— THE RECORDS —
- - - - - - -
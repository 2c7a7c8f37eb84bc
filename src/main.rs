pub mod api;
pub mod app;
pub mod cli;
pub mod command;
pub mod config;
pub mod event;
pub mod search;
pub mod ui;

use app::App;
use clap::Parser;
use cli::{Cli, CliCommand};
use config::load_config;

use api::SearchClient;

#[tokio::main]
async fn main() -> color_eyre::Result<()> {
    color_eyre::install()?;

    // Initialize tracing (logs to stderr if RUST_LOG is set).
    tracing_subscriber::fmt()
        .with_env_filter(tracing_subscriber::EnvFilter::from_default_env())
        .with_writer(std::io::stderr)
        .init();

    let cli = Cli::parse();
    let initial_term = cli.initial_term();

    match cli.command {
        // No subcommand or explicit `tui` → launch the interactive TUI.
        None | Some(CliCommand::Tui { .. }) => run_tui(initial_term).await,
        // `search` → non-interactive JSONL output.
        Some(cmd) => cli::run_command(cmd).await,
    }
}

/// Launch the interactive TUI.
async fn run_tui(initial_term: Option<String>) -> color_eyre::Result<()> {
    let config = load_config();
    let client = SearchClient::from_config(&config)?;
    tracing::info!(base_url = client.base_url(), "search client ready");

    let terminal = ratatui::init();
    let result = App::new(config, client).run(terminal, initial_term).await;
    ratatui::restore();
    result
}
use color_eyre::eyre::OptionExt;
use crossterm::event::Event as CrosstermEvent;
use futures::{FutureExt, StreamExt};
use std::sync::Arc;
use std::time::Duration;
use tokio::sync::mpsc;

use crate::api::Page;
use crate::search::PageKey;

/// Representation of all possible events.
#[derive(Clone, Debug)]
pub enum Event {
    /// An event that is emitted on a regular schedule.
    Tick,
    /// Crossterm events from the terminal.
    Crossterm(CrosstermEvent),
    /// Application-level events.
    App(Box<AppEvent>),
}

/// Application events for navigation, paging, and fetch responses.
#[derive(Clone, Debug)]
pub enum AppEvent {
    Quit,
    /// The navigation source produced a new (possibly absent) search term.
    Navigate(Option<String>),
    /// Load the next page, or retry the failed one.
    LoadMore,
    /// A page fetch resolved (sent from spawned tasks back to the event loop).
    PageLoaded {
        key: PageKey,
        result: ApiResult<Page>,
    },
    ShowHelp,
    HideHelp,
}

/// API result type using `Arc<String>` so errors are `Clone`.
pub type ApiResult<T> = Result<T, Arc<String>>;

/// Terminal event handler.
///
/// Spawns a background task that emits tick and crossterm events, and exposes
/// an unbounded channel for application events.
#[derive(Debug)]
pub struct EventHandler {
    /// Event sender channel.
    sender: mpsc::UnboundedSender<Event>,
    /// Event receiver channel.
    receiver: mpsc::UnboundedReceiver<Event>,
}

impl EventHandler {
    /// Constructs a new instance of [`EventHandler`] and spawns the event task.
    pub fn new(tick_rate_fps: f64) -> Self {
        let (sender, receiver) = mpsc::unbounded_channel();
        let actor = EventTask::new(sender.clone(), tick_rate_fps);
        tokio::spawn(async { actor.run().await });
        Self { sender, receiver }
    }

    /// Receives the next event, blocking until one is available.
    pub async fn next(&mut self) -> color_eyre::Result<Event> {
        self.receiver
            .recv()
            .await
            .ok_or_eyre("Failed to receive event")
    }

    /// Queue an app event to be processed by the event loop.
    pub fn send(&self, app_event: AppEvent) {
        let _ = self.sender.send(Event::App(Box::new(app_event)));
    }

    /// Clone the underlying sender for use in spawned async tasks.
    pub fn sender(&self) -> mpsc::UnboundedSender<Event> {
        self.sender.clone()
    }
}

/// Background task that reads crossterm events and emits ticks.
struct EventTask {
    sender: mpsc::UnboundedSender<Event>,
    tick_rate: Duration,
}

impl EventTask {
    fn new(sender: mpsc::UnboundedSender<Event>, tick_rate_fps: f64) -> Self {
        let fps = if tick_rate_fps > 0.0 { tick_rate_fps } else { 30.0 };
        Self {
            sender,
            tick_rate: Duration::from_secs_f64(1.0 / fps),
        }
    }

    async fn run(self) -> color_eyre::Result<()> {
        let mut reader = crossterm::event::EventStream::new();
        let mut tick = tokio::time::interval(self.tick_rate);
        loop {
            let tick_delay = tick.tick();
            let crossterm_event = reader.next().fuse();
            tokio::select! {
                _ = self.sender.closed() => {
                    break;
                }
                _ = tick_delay => {
                    self.send(Event::Tick);
                }
                Some(Ok(evt)) = crossterm_event => {
                    self.send(Event::Crossterm(evt));
                }
            };
        }
        Ok(())
    }

    fn send(&self, event: Event) {
        let _ = self.sender.send(event);
    }
}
- - - - - - -
— DIRECTIONS —
Read the entries and select each line where the word "SearchClient" is found.

— SOLUTION BELOW —
use api::SearchClient;
    let client = SearchClient::from_config(&config)?;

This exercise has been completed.